DATASET EXCERPTS
↓

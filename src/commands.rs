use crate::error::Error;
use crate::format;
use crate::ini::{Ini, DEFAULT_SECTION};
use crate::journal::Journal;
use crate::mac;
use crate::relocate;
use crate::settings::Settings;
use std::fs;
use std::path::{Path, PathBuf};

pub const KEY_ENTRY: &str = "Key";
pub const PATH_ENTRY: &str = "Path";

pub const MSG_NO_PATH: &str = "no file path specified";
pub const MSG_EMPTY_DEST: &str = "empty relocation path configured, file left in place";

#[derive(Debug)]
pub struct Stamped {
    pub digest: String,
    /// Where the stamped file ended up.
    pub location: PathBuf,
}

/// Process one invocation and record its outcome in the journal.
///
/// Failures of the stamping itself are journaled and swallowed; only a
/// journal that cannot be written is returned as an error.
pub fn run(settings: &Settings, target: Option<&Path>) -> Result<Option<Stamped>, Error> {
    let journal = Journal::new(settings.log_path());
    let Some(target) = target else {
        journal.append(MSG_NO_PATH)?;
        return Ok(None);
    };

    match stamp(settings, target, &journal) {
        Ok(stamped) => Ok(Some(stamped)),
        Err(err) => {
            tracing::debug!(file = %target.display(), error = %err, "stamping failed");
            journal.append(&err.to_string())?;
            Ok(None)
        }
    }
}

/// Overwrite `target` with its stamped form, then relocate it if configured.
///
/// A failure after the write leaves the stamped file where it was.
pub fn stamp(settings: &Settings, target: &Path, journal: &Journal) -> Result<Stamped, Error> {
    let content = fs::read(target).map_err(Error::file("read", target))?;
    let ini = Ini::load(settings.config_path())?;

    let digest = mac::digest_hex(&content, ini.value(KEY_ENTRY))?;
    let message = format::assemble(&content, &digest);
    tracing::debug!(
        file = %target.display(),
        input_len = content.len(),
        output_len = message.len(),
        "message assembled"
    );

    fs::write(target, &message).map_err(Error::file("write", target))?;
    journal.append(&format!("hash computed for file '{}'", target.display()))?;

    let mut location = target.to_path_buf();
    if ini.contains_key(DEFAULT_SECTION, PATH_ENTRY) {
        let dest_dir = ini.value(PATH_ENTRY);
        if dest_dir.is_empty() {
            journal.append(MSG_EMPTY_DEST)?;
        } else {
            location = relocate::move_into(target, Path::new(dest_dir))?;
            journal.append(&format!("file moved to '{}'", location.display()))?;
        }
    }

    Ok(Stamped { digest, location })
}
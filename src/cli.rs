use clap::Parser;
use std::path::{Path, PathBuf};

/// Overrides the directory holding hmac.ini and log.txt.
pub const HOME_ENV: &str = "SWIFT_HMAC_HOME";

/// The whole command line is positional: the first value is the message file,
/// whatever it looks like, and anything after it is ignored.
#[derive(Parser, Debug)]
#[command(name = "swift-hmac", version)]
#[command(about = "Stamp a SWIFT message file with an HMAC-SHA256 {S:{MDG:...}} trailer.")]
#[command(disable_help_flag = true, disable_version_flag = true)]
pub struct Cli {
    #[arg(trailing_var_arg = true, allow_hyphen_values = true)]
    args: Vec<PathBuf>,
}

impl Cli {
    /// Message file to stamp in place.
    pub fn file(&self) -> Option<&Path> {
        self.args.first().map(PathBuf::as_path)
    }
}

↑
↓

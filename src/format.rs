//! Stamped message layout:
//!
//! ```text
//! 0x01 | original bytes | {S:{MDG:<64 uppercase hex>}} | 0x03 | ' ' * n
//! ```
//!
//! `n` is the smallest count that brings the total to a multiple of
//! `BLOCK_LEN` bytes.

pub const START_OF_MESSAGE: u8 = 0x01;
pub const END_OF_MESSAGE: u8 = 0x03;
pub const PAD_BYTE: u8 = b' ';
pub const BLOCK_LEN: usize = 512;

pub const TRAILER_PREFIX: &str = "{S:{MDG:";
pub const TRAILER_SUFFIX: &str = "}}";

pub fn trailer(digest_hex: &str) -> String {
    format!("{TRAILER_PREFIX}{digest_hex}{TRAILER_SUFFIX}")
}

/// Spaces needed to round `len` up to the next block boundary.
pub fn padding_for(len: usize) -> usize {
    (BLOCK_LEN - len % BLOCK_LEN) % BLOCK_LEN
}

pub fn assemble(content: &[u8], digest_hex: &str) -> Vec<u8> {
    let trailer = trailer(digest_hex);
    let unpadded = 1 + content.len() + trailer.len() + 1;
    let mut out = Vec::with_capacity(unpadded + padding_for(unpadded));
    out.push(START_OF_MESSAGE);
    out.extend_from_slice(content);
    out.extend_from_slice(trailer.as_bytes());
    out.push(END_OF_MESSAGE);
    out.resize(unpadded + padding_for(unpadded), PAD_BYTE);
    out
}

↑

TASK DIRECTIONS
Look through the material above and print exactly the lines from the one containing "filename src/commands.rs" to the one containing "tracing::debug!(file = %target.display(), error", both included, and nothing more.

SOLUTION TO THIS TASK
filename src/commands.rs
use crate::error::Error;
use crate::format;
use crate::ini::{Ini, DEFAULT_SECTION};
use crate::journal::Journal;
use crate::mac;
use crate::relocate;
use crate::settings::Settings;
use std::fs;
use std::path::{Path, PathBuf};

pub const KEY_ENTRY: &str = "Key";
pub const PATH_ENTRY: &str = "Path";

pub const MSG_NO_PATH: &str = "no file path specified";
pub const MSG_EMPTY_DEST: &str = "empty relocation path configured, file left in place";

#[derive(Debug)]
pub struct Stamped {
    pub digest: String,
    /// Where the stamped file ended up.
    pub location: PathBuf,
}

/// Process one invocation and record its outcome in the journal.
///
/// Failures of the stamping itself are journaled and swallowed; only a
/// journal that cannot be written is returned as an error.
pub fn run(settings: &Settings, target: Option<&Path>) -> Result<Option<Stamped>, Error> {
    let journal = Journal::new(settings.log_path());
    let Some(target) = target else {
        journal.append(MSG_NO_PATH)?;
        return Ok(None);
    };

    match stamp(settings, target, &journal) {
        Ok(stamped) => Ok(Some(stamped)),
        Err(err) => {
            tracing::debug!(file = %target.display(), error = %err, "stamping failed");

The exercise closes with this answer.